Week 4: Customer centricity

4.1 From product-centric to customer-centric management

Three axis of marketing

- Performance superiority: Having the best products
- Operational excellence: Low cost and efficiency
- Customer intimacy: Who is the customer. How intimate we want to get to add value.

What stores are customer inmtimate ?

Product-centric approach

All about making money by maximising the value of the company Total value of the company = time value of money -> Maximising shareholders value Volume and cost reduction:

- Will it scale : Can we deliver our products and services at scale ?
- Different metrics:
    - Volume
    - Costs
    - Market share (how well you will do right in the future)
  1. Fine tuning the metrics
  2. Growth
    • PS and OE are now standard
    • Search new sources of growth:
      • New customer segments and geographies
      • Innovation (extending products)
    • Companies work in product/service expertise (silos).
      • Competitive advantage
  3. Mental process: Divergent thinking, different uses for the same product

4.2 Cracks in the product centric approach

Changes in the last 15-20 years:

- Emerging trends are here to stay

Leading factors:

- Commoditization (technology enables product development)
    - Lifecycle is shorter
    - Always must have a new product coming
    - No more natural monopoly power
- Smart customers
    - Technology enabled informatino flow
    - Aware of options availabl for them
    - Put mode demand of companies
    - Have to extract value from product
- Retail saturation
    - Tech enabled delivery
    - Instant availability
- Globalisation
- Deregularization : Must be more competitive

More demanding customers:

- How will the product solve my problem
- end-to-end solutions with products form multiple vendors
- Example: IBM
    - Customer centric solutions provider
    - Harder to commoditize
    - Left building and slling products

Information systems allow customer tracking

- Before:
    Know the sales
    Don't know who buys and how many they buy
- Now: Know who buys what and when

4.3 Data driven business models

Harrahs:

- Casino chain in the US
- Loyalty programs
- Games / meals / rooms at a really granular data
- Detect thresholds (when to offer a meal, ...)

Tesco:

- Grocery chain in UK
- Loyalty program
- What products are boucht in Tesco vs. products bought elsewhere.
- Know which customer can switch to competition easilyDefending against Wal-Mart

4.4 Three cheers from direct marketing

Individual customers = unit of analysis:

  • Who they are, what they buy
  • Determine marketing communication
  • Segmentation / Customer lifetime value comes from direct marketing

What kind of product for the most valuable customers and how to attract them. Capacity to learn and leverage customer information: Should inspire from direct marketing books

Being Direct Making Advertising Pay

4.5 Which firms are customer centric ?

None of the big firms are really customer centric:

- Walmart: Best at product-centric
- Apple: Best at product superiority, begins to collect data abour customers with iStore
- Starbucks: Customer-centric only at local level.
- Nordstorm: Great personalized service, but not based on CLV, so does not target the best customers but all of them.
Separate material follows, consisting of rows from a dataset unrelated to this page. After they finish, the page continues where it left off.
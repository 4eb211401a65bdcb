//! Task Planner (spec §4.G): enumerates `(table, entity)` fetch jobs for a
//! named task group, consulting the State Queryer for each table's
//! incremental watermark and filtering out jobs with no pending data.
//!
//! Planning is read-only and fails closed: any error while consulting the
//! registry or the state queryer aborts the whole plan (`PlanError::Aborted`)
//! before a single job is emitted (spec §7 `Planning`).

use std::collections::{HashMap, VecDeque};

use marketlake_core::config::{Config, UpdateStrategy};
use marketlake_core::dates;
use marketlake_core::job::Job;
use marketlake_schema::{SchemaEntry, SchemaRegistry};
use marketlake_state::StateQueryer;
use thiserror::Error;
use tracing::debug;

/// The distinguished full-replace table the entity universe is read from
/// (spec §3 "Entity lifecycle").
pub const INSTRUMENTS_TABLE: &str = "instruments";

#[derive(Debug, Error)]
pub enum PlanError {
    #[error("planning aborted: unknown group {0}")]
    UnknownGroup(String),

    #[error("planning aborted: {0}")]
    Aborted(String),
}

impl From<marketlake_core::error::SchemaError> for PlanError {
    fn from(err: marketlake_core::error::SchemaError) -> Self {
        PlanError::Aborted(err.to_string())
    }
}

impl From<marketlake_core::error::StateError> for PlanError {
    fn from(err: marketlake_core::error::StateError) -> Self {
        PlanError::Aborted(err.to_string())
    }
}

pub struct TaskPlanner<'a> {
    config: &'a Config,
    registry: &'a SchemaRegistry,
    state: &'a StateQueryer,
}

impl<'a> TaskPlanner<'a> {
    pub fn new(config: &'a Config, registry: &'a SchemaRegistry, state: &'a StateQueryer) -> Self {
        Self { config, registry, state }
    }

    /// `plan(groupName, overrideEntities?)`.
    ///
    /// Jobs are interleaved round-robin across the group's tables (spec
    /// §4.G step 3) so the fetch queue stays diverse rather than draining
    /// one table at a time.
    pub fn plan(&self, group_name: &str, override_entities: Option<&[String]>) -> Result<Vec<Job>, PlanError> {
        let tables = self
            .config
            .groups
            .get(group_name)
            .ok_or_else(|| PlanError::UnknownGroup(group_name.to_string()))?;

        let mut per_table: Vec<VecDeque<Job>> = Vec::with_capacity(tables.len());
        for table in tables {
            let entry = self.registry.get(table)?;
            let jobs = self.plan_table(entry, override_entities)?;
            per_table.push(jobs.into());
        }

        Ok(interleave(per_table))
    }

    fn plan_table(&self, entry: &SchemaEntry, override_entities: Option<&[String]>) -> Result<Vec<Job>, PlanError> {
        let entities = self.resolve_entities(entry, override_entities)?;
        let mut jobs = Vec::with_capacity(entities.len());
        for entity in entities {
            if let Some(job) = self.plan_job(entry, &entity)? {
                jobs.push(job);
            }
        }
        Ok(jobs)
    }

    fn resolve_entities(
        &self,
        entry: &SchemaEntry,
        override_entities: Option<&[String]>,
    ) -> Result<Vec<String>, PlanError> {
        if let Some(overridden) = override_entities {
            return Ok(overridden.to_vec());
        }

        let is_single_global_job = match entry.update_strategy {
            UpdateStrategy::FullReplace => entry.date_col.is_none(),
            // `update_by_symbol = false` means the table's incremental
            // bookkeeping is global (spec §3), so there is exactly one job
            // per run regardless of how many entities exist upstream —
            // enumerating the instruments table here would ask the state
            // queryer for a per-entity watermark on a table that has none.
            UpdateStrategy::Incremental => !entry.update_by_symbol,
        };
        if is_single_global_job {
            return Ok(vec![String::new()]);
        }

        let instruments = self.registry.get(INSTRUMENTS_TABLE)?;
        let entity_col = instruments
            .entity_column()
            .ok_or_else(|| PlanError::Aborted(format!("{INSTRUMENTS_TABLE} has no entity column")))?;
        Ok(self.state.entities_in_table(instruments, entity_col)?)
    }

    /// Computes one job (or a skip) for `(entry, entity)` per spec §4.G
    /// steps 2-3 and the time-of-day tie-break.
    fn plan_job(&self, entry: &SchemaEntry, entity: &str) -> Result<Option<Job>, PlanError> {
        if matches!(entry.update_strategy, UpdateStrategy::FullReplace) {
            let start_date = self.config.defaults.start_date.clone();
            return Ok(Some(self.build_job(entry, entity, start_date)));
        }

        let Some(_date_col) = entry.date_col.as_deref() else {
            let start_date = self.config.defaults.start_date.clone();
            return Ok(Some(self.build_job(entry, entity, start_date)));
        };

        let owned_entity;
        let entities: &[String] = if entity.is_empty() {
            &[]
        } else {
            owned_entity = vec![entity.to_string()];
            &owned_entity
        };
        let max_dates = self.state.max_date(entry, entities)?;
        let key = if entity.is_empty() { "" } else { entity };
        let max_date = max_dates.get(key).cloned();

        let expected_latest = expected_latest_trading_day();
        let end_date = &self.config.defaults.end_date;

        let start_date = match max_date {
            None => self.config.defaults.start_date.clone(),
            Some(max) if max == expected_latest => {
                if dates::current_local_hour() < self.config.defaults.market_close_hour {
                    debug!(table = %entry.name, entity, "caught up to latest trading day before market close, skipping");
                    return Ok(None);
                }
                dates::today()
            }
            Some(max) => dates::add_days(&max, 1).map_err(|e| PlanError::Aborted(e.to_string()))?,
        };

        if &start_date > end_date || start_date > expected_latest {
            debug!(table = %entry.name, entity, start_date, "no pending data, skipping");
            return Ok(None);
        }

        Ok(Some(self.build_job(entry, entity, start_date)))
    }

    /// Builds the emitted job, carrying the computed entity and date window
    /// into `Job.params` so the fast pool's fetch call actually asks the
    /// upstream API for this entity and range rather than just the table's
    /// `required_params` (spec §4.F `fetch(table, params)`; original
    /// `fetch_daily_history(ts_code, start_date, end_date, ...)`).
    fn build_job(&self, entry: &SchemaEntry, entity: &str, start_date: String) -> Job {
        let mut params = HashMap::new();
        if !entity.is_empty() {
            params.insert("ts_code".to_string(), entity.to_string());
        }
        params.insert("start_date".to_string(), start_date.clone());
        params.insert("end_date".to_string(), self.config.defaults.end_date.clone());
        Job::new(entry.name.as_str(), entity, start_date).with_params(params)
    }
}

/// Today, rolled back to the most recent weekday — a deliberately simple
/// trading-calendar stand-in (spec §4.G, `dates::latest_weekday_on_or_before`
/// doc comment).
fn expected_latest_trading_day() -> String {
    let today = chrono::Utc::now().date_naive();
    dates::format(dates::latest_weekday_on_or_before(today))
}

/// Round-robins across each table's already-ordered job queue until all are
/// drained (spec §4.G step 3).
fn interleave(mut per_table: Vec<VecDeque<Job>>) -> Vec<Job> {
    let total: usize = per_table.iter().map(VecDeque::len).sum();
    let mut out = Vec::with_capacity(total);
    loop {
        let mut progressed = false;
        for queue in per_table.iter_mut() {
            if let Some(job) = queue.pop_front() {
                out.push(job);
                progressed = true;
            }
        }
        if !progressed {
            break;
        }
    }
    out
}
Week 5: The Opportunities and Challenges of Customer Centricity

5.1 What is customer centricity

How do you define customer centricity ?

- Development and delivery of product and services
- Fulfill the current and future needs of a select set of customers
- Maximise their long-term value to the firm

You have to be willing to change:

- Risky
- Require data and models

Do something even if someone is not an actual customer because he/she will be one later

5.2 Living in a customer-centric world

  • The main goal is still maximising the shareholder's value

  • Distinguish the profitable customers from the less profitables ones

  • Past is of some guidance for the future

  • Focus of future profitability instead of short-term profitability

  • Three tactics:

    1. Acquisition
    2. Retention
    3. Development
  • Customer-centric organisational structure

  • Customer data can't be commoditized easily

  • Divergent (different uses for the same product) to convergent thinking (different products for the same customer)

5.3 More reflections on customer-centricity

There is a balance between really valuable customers and not so valuable ones. The latter ones add stability to the business like cash or bonds in an investment portfolio.
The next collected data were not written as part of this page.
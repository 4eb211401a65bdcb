//! Error taxonomy shared by every stage of the pipeline (see spec §7).
//!
//! Errors inside a single job never escape their worker; they are folded into
//! a [`crate::outcome::RunSummary`] instead. Only a [`PlanError`] (see
//! `marketlake-planner`) and an [`AbortError`] unwind to the orchestrator.
//! Each boundary crate that raises its own error enum
//! (`marketlake-lake::WriteError`/`ReplaceError`, `marketlake-planner::PlanError`)
//! owns its definition rather than redefining one here — this module holds
//! only the enums consumed across crate boundaries by more than one caller.

use thiserror::Error;

/// Raised by `marketlake-fetch`. Classifies upstream failures so the fast
/// pool knows whether to retry.
#[derive(Debug, Error)]
pub enum FetchError {
    #[error("retryable upstream error: {0}")]
    Retryable(String),

    #[error("fatal upstream error: {0}")]
    Fatal(String),
}

impl FetchError {
    pub fn is_retryable(&self) -> bool {
        matches!(self, FetchError::Retryable(_))
    }
}

/// Raised by the State Queryer (spec §4.D).
#[derive(Debug, Error)]
pub enum StateError {
    #[error("lake unreadable for table {table}: {reason}")]
    LakeUnreadable { table: String, reason: String },
}

/// Raised by the Schema Registry (spec §4.A).
#[derive(Debug, Error)]
pub enum SchemaError {
    #[error("unknown table: {0}")]
    NotFound(String),
}

/// Unrecoverable condition that triggers graceful shutdown rather than being
/// accounted per-job (spec §7 `Aborting`: "cancellation or unrecoverable
/// invariant violation (e.g., backup directory already exists on
/// startup)"). Raised by the slow pool when a write hits
/// `marketlake_lake::ReplaceError::StaleBackup` and propagated up to cancel
/// the run rather than being folded into the table's fatal-job count.
#[derive(Debug, Error)]
pub enum AbortError {
    #[error("cancelled")]
    Cancelled,

    #[error("invariant violation: {0}")]
    InvariantViolation(String),
}

/// Process exit codes (spec §6).
#[derive(Debug, Clone, Copy, PartialEq, Eq)]
pub enum ExitCode {
    Clean = 0,
    PlanningAborted = 1,
    FatalIo = 2,
    ShutdownTimeout = 3,
}

impl ExitCode {
    pub fn code(self) -> i32 {
        self as i32
    }
}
Paradox of customer-centricity The more you focus on the most valuable customers, the most you need the other customers too.

5.4 Questions on customer-centricity

Who is your customer ?

Example: Healthcare:

- Patient
- Doctor
- Hospital
- Insurance company

Procter & Gamble: Customer = Retailers

- It could be the customers in a few years: get ready for a direct marketing approach

Barriers to customer-centricity:

- Data
- Regulatory issues
- Control: Impossible to move
- Specific challenges for each company
- Resources available
- Build IT, hire employees

What competitors are doing in this area:

- Financial services
- Hotels and hospitality
- Be the first ones !

Does it make sense to be customer-centric ?

- Technology initiatives
- Experiments

You have to prepare before taking the big step.

Week 6: How Can Customer Centricity Be Profitable?

6.1 How Can Customer Centricity Be Profitable?

Focus on the right customers for strategic advantage

Product-centric approach have some cracks:

- Commoditization
- Well-informed customers
- Globalization

Customer-centric:

- Promising alternative
- Not clearly understood
- Many firms are tauted to be customer-centric but are not really

Clear definition:

- Celebration of customer heterogeneity
- Customer lifetime value

How to manage tactics:

- "Show me the money"
- Can't be world-calss on 3 tactics
- Doing one well can be really lucrative
- A lot trickier than we think of

Where tu put the extra dollar ?

  • Most managers would put it either in retention or development

Acquisition

Metric: Cost per acquisition (CPA): Big mistake to guide customer acquisition performance

For employees, lawyers, technology: we focus on the best, not the cheapest Why for customers we would like the cheapest to acquire ?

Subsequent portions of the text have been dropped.